WORK REQUIRED:
Every entry has to be restated word for word.

DATA EXCERPTS:
pub mod chat_service;
pub mod title_task;
mod agent;
mod config;
mod db;
mod errors;
mod lineage;
mod models;
mod routes;
mod service;
mod stream;
mod upstream;

#[cfg(test)]
mod testing;

use std::sync::Arc;

use axum::{routing::get, routing::patch, routing::post, Router};
use sqlx::postgres::PgPoolOptions;
use tower_http::cors::CorsLayer;
use tower_http::trace::TraceLayer;
use tracing::{error, info};

use crate::agent::OpenRouterTitleModel;
use crate::config::AppConfig;
use crate::db::blob_store::FsBlobStore;
use crate::db::message_repository::MessageRepository;
use crate::db::thread_repository::ThreadRepository;
use crate::db::PgChatStore;
use crate::lineage::LineageResolver;
use crate::routes::api_routes::{
    edit_message_handler, regenerate_message_handler, send_message_handler, stop_message_handler,
};
use crate::routes::stream_routes::stream_message_handler;
use crate::service::chat_service::ChatService;
use crate::service::title_task::TitleTask;
use crate::stream::StreamRegistry;
use crate::upstream::openrouter::OpenRouterProvider;

#[tokio::main]
async fn main() -> anyhow::Result<()> {
    // Initialise tracing
    tracing_subscriber::fmt()
        .with_env_filter(
            tracing_subscriber::EnvFilter::try_from_default_env()
                .unwrap_or_else(|_| "chat_relay=debug,tower_http=debug".into()),
        )
        .init();

    let config = AppConfig::from_env()?;

    // ── Database ──────────────────────────────────────────────────────────────
    let pool = PgPoolOptions::new()
        .max_connections(10)
        .connect(&config.database_url)
        .await
        .map_err(|e| anyhow::anyhow!("Failed to connect to PostgreSQL: {e}"))?;

    sqlx::migrate!("./migrations").run(&pool).await?;

    info!("Database connection established and migrations applied");

    // ── Dependency wiring ─────────────────────────────────────────────────────
    let store = Arc::new(PgChatStore::new(
        MessageRepository::new(pool.clone()),
        ThreadRepository::new(pool.clone()),
    ));
    let blobs = Arc::new(FsBlobStore::new(&config.blob_root));
    let resolver = LineageResolver::new(
        store.clone(),
        blobs,
        config.attachment_base_path.clone(),
        config.max_lineage_depth,
    );
    let provider = Arc::new(OpenRouterProvider::new(&config.provider_base_url));
    let registry = StreamRegistry::new(store.clone(), resolver, provider, config.subscriber_queue_capacity);

    let title_model = Arc::new(OpenRouterTitleModel::new(&config.provider_base_url, &config.title_model));
    let titles = TitleTask::new(store.clone(), title_model, config.title_timeout);
    let chat_service = ChatService::new(store, registry.clone(), titles);

    // ── Router ────────────────────────────────────────────────────────────────
    let app = Router::new()
        .route("/api/messages", post(send_message_handler))
        .route("/api/messages/{id}", patch(edit_message_handler))
        .route("/api/messages/{id}/stream", get(stream_message_handler))
        .route("/api/messages/{id}/stop", post(stop_message_handler))
        .route(
            "/api/threads/{thread_id}/messages/{id}/regenerate",
            post(regenerate_message_handler),
        )
        .layer(TraceLayer::new_for_http())
        .layer(CorsLayer::permissive())
        .with_state(chat_service);

    // ── Listen ────────────────────────────────────────────────────────────────
    let addr = format!("0.0.0.0:{}", config.port);
    let listener = tokio::net::TcpListener::bind(&addr).await?;
    info!("Listening on http://{addr}/");

    axum::serve(listener, app)
        .with_graceful_shutdown(shutdown_signal(registry))
        .await?;

    pool.close().await;
    info!("Shutdown complete");
    Ok(())
}

/// Resolves on Ctrl-C once every live generation has stored its final state,
/// which also ends the open event streams so connections can drain.
async fn shutdown_signal(registry: StreamRegistry) {
    if let Err(e) = tokio::signal::ctrl_c().await {
        error!("Failed to listen for shutdown signal: {e}");
        std::future::pending::<()>().await;
    }
    info!("Shutdown signal received, draining {} active stream(s)", registry.active_count());
    registry.shutdown().await;
}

YOUR RESPONSE:
pub mod chat_service;
pub mod title_task;
mod agent;
mod config;
mod db;
mod errors;
mod lineage;
mod models;
mod routes;
mod service;
mod stream;
mod upstream;

#[cfg(test)]
mod testing;

use std::sync::Arc;

use axum::{routing::get, routing::patch, routing::post, Router};
use sqlx::postgres::PgPoolOptions;
use tower_http::cors::CorsLayer;
use tower_http::trace::TraceLayer;
use tracing::{error, info};

use crate::agent::OpenRouterTitleModel;
use crate::config::AppConfig;
use crate::db::blob_store::FsBlobStore;
use crate::db::message_repository::MessageRepository;
use crate::db::thread_repository::ThreadRepository;
use crate::db::PgChatStore;
use crate::lineage::LineageResolver;
use crate::routes::api_routes::{
    edit_message_handler, regenerate_message_handler, send_message_handler, stop_message_handler,
};
use crate::routes::stream_routes::stream_message_handler;
use crate::service::chat_service::ChatService;
use crate::service::title_task::TitleTask;
use crate::stream::StreamRegistry;
use crate::upstream::openrouter::OpenRouterProvider;

#[tokio::main]
async fn main() -> anyhow::Result<()> {
    // Initialise tracing
    tracing_subscriber::fmt()
        .with_env_filter(
            tracing_subscriber::EnvFilter::try_from_default_env()
                .unwrap_or_else(|_| "chat_relay=debug,tower_http=debug".into()),
        )
        .init();

    let config = AppConfig::from_env()?;

    // ── Database ──────────────────────────────────────────────────────────────
    let pool = PgPoolOptions::new()
        .max_connections(10)
        .connect(&config.database_url)
        .await
        .map_err(|e| anyhow::anyhow!("Failed to connect to PostgreSQL: {e}"))?;

    sqlx::migrate!("./migrations").run(&pool).await?;

    info!("Database connection established and migrations applied");

    // ── Dependency wiring ─────────────────────────────────────────────────────
    let store = Arc::new(PgChatStore::new(
        MessageRepository::new(pool.clone()),
        ThreadRepository::new(pool.clone()),
    ));
    let blobs = Arc::new(FsBlobStore::new(&config.blob_root));
    let resolver = LineageResolver::new(
        store.clone(),
        blobs,
        config.attachment_base_path.clone(),
        config.max_lineage_depth,
    );
    let provider = Arc::new(OpenRouterProvider::new(&config.provider_base_url));
    let registry = StreamRegistry::new(store.clone(), resolver, provider, config.subscriber_queue_capacity);

    let title_model = Arc::new(OpenRouterTitleModel::new(&config.provider_base_url, &config.title_model));
    let titles = TitleTask::new(store.clone(), title_model, config.title_timeout);
    let chat_service = ChatService::new(store, registry.clone(), titles);

    // ── Router ────────────────────────────────────────────────────────────────
    let app = Router::new()
        .route("/api/messages", post(send_message_handler))
        .route("/api/messages/{id}", patch(edit_message_handler))
        .route("/api/messages/{id}/stream", get(stream_message_handler))
        .route("/api/messages/{id}/stop", post(stop_message_handler))
        .route(
            "/api/threads/{thread_id}/messages/{id}/regenerate",
            post(regenerate_message_handler),
        )
        .layer(TraceLayer::new_for_http())
        .layer(CorsLayer::permissive())
        .with_state(chat_service);

    // ── Listen ────────────────────────────────────────────────────────────────
    let addr = format!("0.0.0.0:{}", config.port);
    let listener = tokio::net::TcpListener::bind(&addr).await?;
    info!("Listening on http://{addr}/");

    axum::serve(listener, app)
        .with_graceful_shutdown(shutdown_signal(registry))
        .await?;

    pool.close().await;
    info!("Shutdown complete");
    Ok(())
}

/// Resolves on Ctrl-C once every live generation has stored its final state,
/// which also ends the open event streams so connections can drain.
async fn shutdown_signal(registry: StreamRegistry) {
    if let Err(e) = tokio::signal::ctrl_c().await {
        error!("Failed to listen for shutdown signal: {e}");
        std::future::pending::<()>().await;
    }
    info!("Shutdown signal received, draining {} active stream(s)", registry.active_count());
    registry.shutdown().await;
}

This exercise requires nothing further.